ASSIGNMENT: Word for word, restate each of the records below.

*** THE RECORDS ***

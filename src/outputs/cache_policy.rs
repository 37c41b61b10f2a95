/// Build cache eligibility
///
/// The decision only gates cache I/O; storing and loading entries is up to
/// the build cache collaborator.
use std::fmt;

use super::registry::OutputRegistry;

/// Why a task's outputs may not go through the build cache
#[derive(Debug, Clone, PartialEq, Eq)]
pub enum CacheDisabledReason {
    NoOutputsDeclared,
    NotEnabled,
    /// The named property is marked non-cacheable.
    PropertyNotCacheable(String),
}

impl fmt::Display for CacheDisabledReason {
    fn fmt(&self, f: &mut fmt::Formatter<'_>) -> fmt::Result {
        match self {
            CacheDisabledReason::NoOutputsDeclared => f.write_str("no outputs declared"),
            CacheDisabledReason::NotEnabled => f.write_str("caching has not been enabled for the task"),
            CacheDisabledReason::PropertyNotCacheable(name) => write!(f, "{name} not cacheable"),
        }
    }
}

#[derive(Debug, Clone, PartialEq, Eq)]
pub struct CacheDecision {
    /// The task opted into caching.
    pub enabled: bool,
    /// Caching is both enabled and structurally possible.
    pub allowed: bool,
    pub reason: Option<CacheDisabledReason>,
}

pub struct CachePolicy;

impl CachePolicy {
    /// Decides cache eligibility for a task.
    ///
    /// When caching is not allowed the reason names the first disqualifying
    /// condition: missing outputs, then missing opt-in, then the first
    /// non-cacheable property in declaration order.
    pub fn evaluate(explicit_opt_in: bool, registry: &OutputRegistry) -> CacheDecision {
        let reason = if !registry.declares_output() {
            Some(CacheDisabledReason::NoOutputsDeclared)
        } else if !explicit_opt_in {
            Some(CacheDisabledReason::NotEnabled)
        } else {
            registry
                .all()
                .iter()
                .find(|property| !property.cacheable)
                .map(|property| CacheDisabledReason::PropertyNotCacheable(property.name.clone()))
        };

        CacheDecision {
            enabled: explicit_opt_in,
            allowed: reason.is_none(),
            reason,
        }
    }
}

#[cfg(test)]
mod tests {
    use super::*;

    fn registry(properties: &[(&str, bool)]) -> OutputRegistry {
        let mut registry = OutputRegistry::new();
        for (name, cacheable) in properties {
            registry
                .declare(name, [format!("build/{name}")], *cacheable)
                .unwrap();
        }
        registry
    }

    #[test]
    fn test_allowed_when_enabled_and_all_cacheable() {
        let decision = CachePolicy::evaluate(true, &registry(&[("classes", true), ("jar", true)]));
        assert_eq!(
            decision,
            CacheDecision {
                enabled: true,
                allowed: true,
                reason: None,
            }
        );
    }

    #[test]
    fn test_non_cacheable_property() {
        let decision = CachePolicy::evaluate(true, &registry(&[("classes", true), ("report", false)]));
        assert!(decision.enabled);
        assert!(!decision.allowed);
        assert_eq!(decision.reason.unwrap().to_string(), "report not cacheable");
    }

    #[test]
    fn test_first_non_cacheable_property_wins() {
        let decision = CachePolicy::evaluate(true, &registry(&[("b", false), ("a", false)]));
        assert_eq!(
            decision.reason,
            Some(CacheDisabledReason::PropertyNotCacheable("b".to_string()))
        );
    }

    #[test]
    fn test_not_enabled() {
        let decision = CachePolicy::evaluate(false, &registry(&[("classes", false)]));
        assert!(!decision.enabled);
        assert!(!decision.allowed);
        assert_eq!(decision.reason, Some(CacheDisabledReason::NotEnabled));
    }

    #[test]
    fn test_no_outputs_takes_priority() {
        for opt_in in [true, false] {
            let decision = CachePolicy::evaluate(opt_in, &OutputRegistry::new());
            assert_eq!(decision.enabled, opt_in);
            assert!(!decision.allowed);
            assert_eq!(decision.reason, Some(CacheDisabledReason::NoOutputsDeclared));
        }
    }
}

*** End of THE RECORDS ***

RESULT OF THIS EXERCISE:
filename src/outputs/cache_policy.rs
repository 37c41b61b10f2a95
/// Build cache eligibility
///
/// The decision only gates cache I/O; storing and loading entries is up to
/// the build cache collaborator.
use std::fmt;

use super::registry::OutputRegistry;

/// Why a task's outputs may not go through the build cache
#[derive(Debug, Clone, PartialEq, Eq)]
pub enum CacheDisabledReason {
    NoOutputsDeclared,
    NotEnabled,
    /// The named property is marked non-cacheable.
    PropertyNotCacheable(String),
}

impl fmt::Display for CacheDisabledReason {
    fn fmt(&self, f: &mut fmt::Formatter<'_>) -> fmt::Result {
        match self {
            CacheDisabledReason::NoOutputsDeclared => f.write_str("no outputs declared"),
            CacheDisabledReason::NotEnabled => f.write_str("caching has not been enabled for the task"),
            CacheDisabledReason::PropertyNotCacheable(name) => write!(f, "{name} not cacheable"),
        }
    }
}

#[derive(Debug, Clone, PartialEq, Eq)]
pub struct CacheDecision {
    /// The task opted into caching.
    pub enabled: bool,
    /// Caching is both enabled and structurally possible.
    pub allowed: bool,
    pub reason: Option<CacheDisabledReason>,
}

pub struct CachePolicy;

impl CachePolicy {
    /// Decides cache eligibility for a task.
    ///
    /// When caching is not allowed the reason names the first disqualifying
    /// condition: missing outputs, then missing opt-in, then the first
    /// non-cacheable property in declaration order.
    pub fn evaluate(explicit_opt_in: bool, registry: &OutputRegistry) -> CacheDecision {
        let reason = if !registry.declares_output() {
            Some(CacheDisabledReason::NoOutputsDeclared)
        } else if !explicit_opt_in {
            Some(CacheDisabledReason::NotEnabled)
        } else {
            registry
                .all()
                .iter()
                .find(|property| !property.cacheable)
                .map(|property| CacheDisabledReason::PropertyNotCacheable(property.name.clone()))
        };

        CacheDecision {
            enabled: explicit_opt_in,
            allowed: reason.is_none(),
            reason,
        }
    }
}

#[cfg(test)]
mod tests {
    use super::*;

    fn registry(properties: &[(&str, bool)]) -> OutputRegistry {
        let mut registry = OutputRegistry::new();
        for (name, cacheable) in properties {
            registry
                .declare(name, [format!("build/{name}")], *cacheable)
                .unwrap();
        }
        registry
    }

    #[test]
    fn test_allowed_when_enabled_and_all_cacheable() {
        let decision = CachePolicy::evaluate(true, &registry(&[("classes", true), ("jar", true)]));
        assert_eq!(
            decision,
            CacheDecision {
                enabled: true,
                allowed: true,
                reason: None,
            }
        );
    }

    #[test]
    fn test_non_cacheable_property() {
        let decision = CachePolicy::evaluate(true, &registry(&[("classes", true), ("report", false)]));
        assert!(decision.enabled);
        assert!(!decision.allowed);
        assert_eq!(decision.reason.unwrap().to_string(), "report not cacheable");
    }

    #[test]
    fn test_first_non_cacheable_property_wins() {
        let decision = CachePolicy::evaluate(true, &registry(&[("b", false), ("a", false)]));
        assert_eq!(
            decision.reason,
            Some(CacheDisabledReason::PropertyNotCacheable("b".to_string()))
        );
    }

    #[test]
    fn test_not_enabled() {
        let decision = CachePolicy::evaluate(false, &registry(&[("classes", false)]));
        assert!(!decision.enabled);
        assert!(!decision.allowed);
        assert_eq!(decision.reason, Some(CacheDisabledReason::NotEnabled));
    }

    #[test]
    fn test_no_outputs_takes_priority() {
        for opt_in in [true, false] {
            let decision = CachePolicy::evaluate(opt_in, &OutputRegistry::new());
            assert_eq!(decision.enabled, opt_in);
            assert!(!decision.allowed);
            assert_eq!(decision.reason, Some(CacheDisabledReason::NoOutputsDeclared));
        }
    }
}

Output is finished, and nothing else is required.